NSGDC
Some codes in this repo are copied/modified from opensource implementations made available by UNITER, PyTorch, HuggingFace, OpenNMT, and Nvidia. The image features are extracted using BUTD.
Requirements
This is following UNITER. We provide Docker image for easier reproduction. Please install the following:
- nvidia driver (418+),
- Docker (19.03+),
- nvidia-container-toolkit.
Our scripts require the user to have the docker group membership so that docker commands can be run without sudo. We only support Linux with NVIDIA GPUs. We test on Ubuntu 18.04 and V100 cards. We use mixed-precision training hence GPUs with Tensor Cores are recommended.
Image-Text Retrieval
Download Data
bash scripts/download_itm.sh $PATH_TO_STORAGE
Launch the Docker Container
# docker image should be automatically pulled
source launch_container.sh $PATH_TO_STORAGE/txt_db $PATH_TO_STORAGE/img_db \
$PATH_TO_STORAGE/finetune $PATH_TO_STORAGE/pretrained
In case you would like to reproduce the whole preprocessing pipeline.
The launch script respects $CUDA_VISIBLE_DEVICES environment variable.
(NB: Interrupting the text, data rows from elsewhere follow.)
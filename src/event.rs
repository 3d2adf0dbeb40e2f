use std::time::{Duration, Instant};

use anyhow::Result;
use crossterm::event::{self, Event, KeyEventKind};

use crate::app::{App, AppEvent};

const TICK_RATE: Duration = Duration::from_millis(250);

/// Polls for a crossterm key press, waiting at most `timeout`.
pub fn poll(timeout: Duration) -> Result<Option<AppEvent>> {
    if event::poll(timeout)? {
        if let Event::Key(key) = event::read()? {
            if key.kind == KeyEventKind::Press {
                return Ok(Some(AppEvent::KeyPress(key.code)));
            }
        }
    }
    Ok(None)
}

/// Time left until the next tick is owed, zero once it is overdue.
fn until_next_tick(last_tick: Instant, now: Instant) -> Duration {
    TICK_RATE.saturating_sub(now.saturating_duration_since(last_tick))
}

/// Runs the main event loop. Ticks follow a deadline, so a stream of key
/// presses cannot hold them back.
pub fn run(app: &mut App, terminal: &mut crate::tui::Terminal) -> Result<()> {
    let mut last_tick = Instant::now();

    while app.running {
        terminal.draw(|frame| crate::ui::draw(frame, app))?;

        if let Some(event) = poll(until_next_tick(last_tick, Instant::now()))? {
            app.update(event);
        }

        let now = Instant::now();
        if until_next_tick(last_tick, now).is_zero() {
            app.update(AppEvent::Tick(now));
            last_tick = now;
        }
    }
    Ok(())
}

#[cfg(test)]
mod tests {
    use super::*;

    #[test]
    fn waits_out_the_rest_of_the_tick() {
        let last_tick = Instant::now();
        assert_eq!(until_next_tick(last_tick, last_tick), TICK_RATE);
        assert_eq!(
            until_next_tick(last_tick, last_tick + Duration::from_millis(100)),
            Duration::from_millis(150)
        );
    }

    #[test]
    fn overdue_tick_is_due_immediately() {
        let last_tick = Instant::now();
        assert!(until_next_tick(last_tick, last_tick + TICK_RATE).is_zero());
        assert!(until_next_tick(last_tick, last_tick + Duration::from_secs(5)).is_zero());
    }
}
Note that the source code is mounted into the container under /src
instead of built into the image so that user modification will be reflected without re-building the image. (Data folders are mounted into the container separately for flexibility on folder structures.)
Image-Text Retrieval (Flickr30k)
# Train wit the base setting
bash run_cmds/tran_pnsgd_base_flickr.sh
bash run_cmds/tran_pnsgd2_base_flickr.sh
# Train wit the large setting
bash run_cmds/tran_pnsgd_large_flickr.sh
bash run_cmds/tran_pnsgd2_large_flickr.sh
Image-Text Retrieval (COCO)
# Train wit the base setting
bash run_cmds/tran_pnsgd_base_coco.sh
bash run_cmds/tran_pnsgd2_base_coco.sh
# Train wit the large setting
bash run_cmds/tran_pnsgd_large_coco.sh
bash run_cmds/tran_pnsgd2_large_coco.sh
Run Inference
bash run_cmds/inf_nsgd.sh
Results
Our models achieve the following performance.
MS-COCO
Model | Image-to-Text | Text-to-Image | ||||
---|---|---|---|---|---|---|
R@1 | R@5 | R@110 | R@1 | R@5 | R@10 | |
NSGDC-Base | 66.6 | 88.6 | 94.0 | 51.6 | 79.1 | 87.5 |
NSGDC-Large | 67.8 | 89.6 | 94.2 | 53.3 | 80.0 | 88.0 |
Flickr30K
Model | Image-to-Text | Text-to-Image | ||||
---|---|---|---|---|---|---|
R@1 | R@5 | R@110 | R@1 | R@5 | R@10 | |
NSGDC-Base | 87.9 | 98.1 | 99.3 | 74.5 | 93.3 | 96.3 |
NSGDC-Large | 90.6 | 98.8 | 99.1 | 77.3 | 94.3 | 97.3 |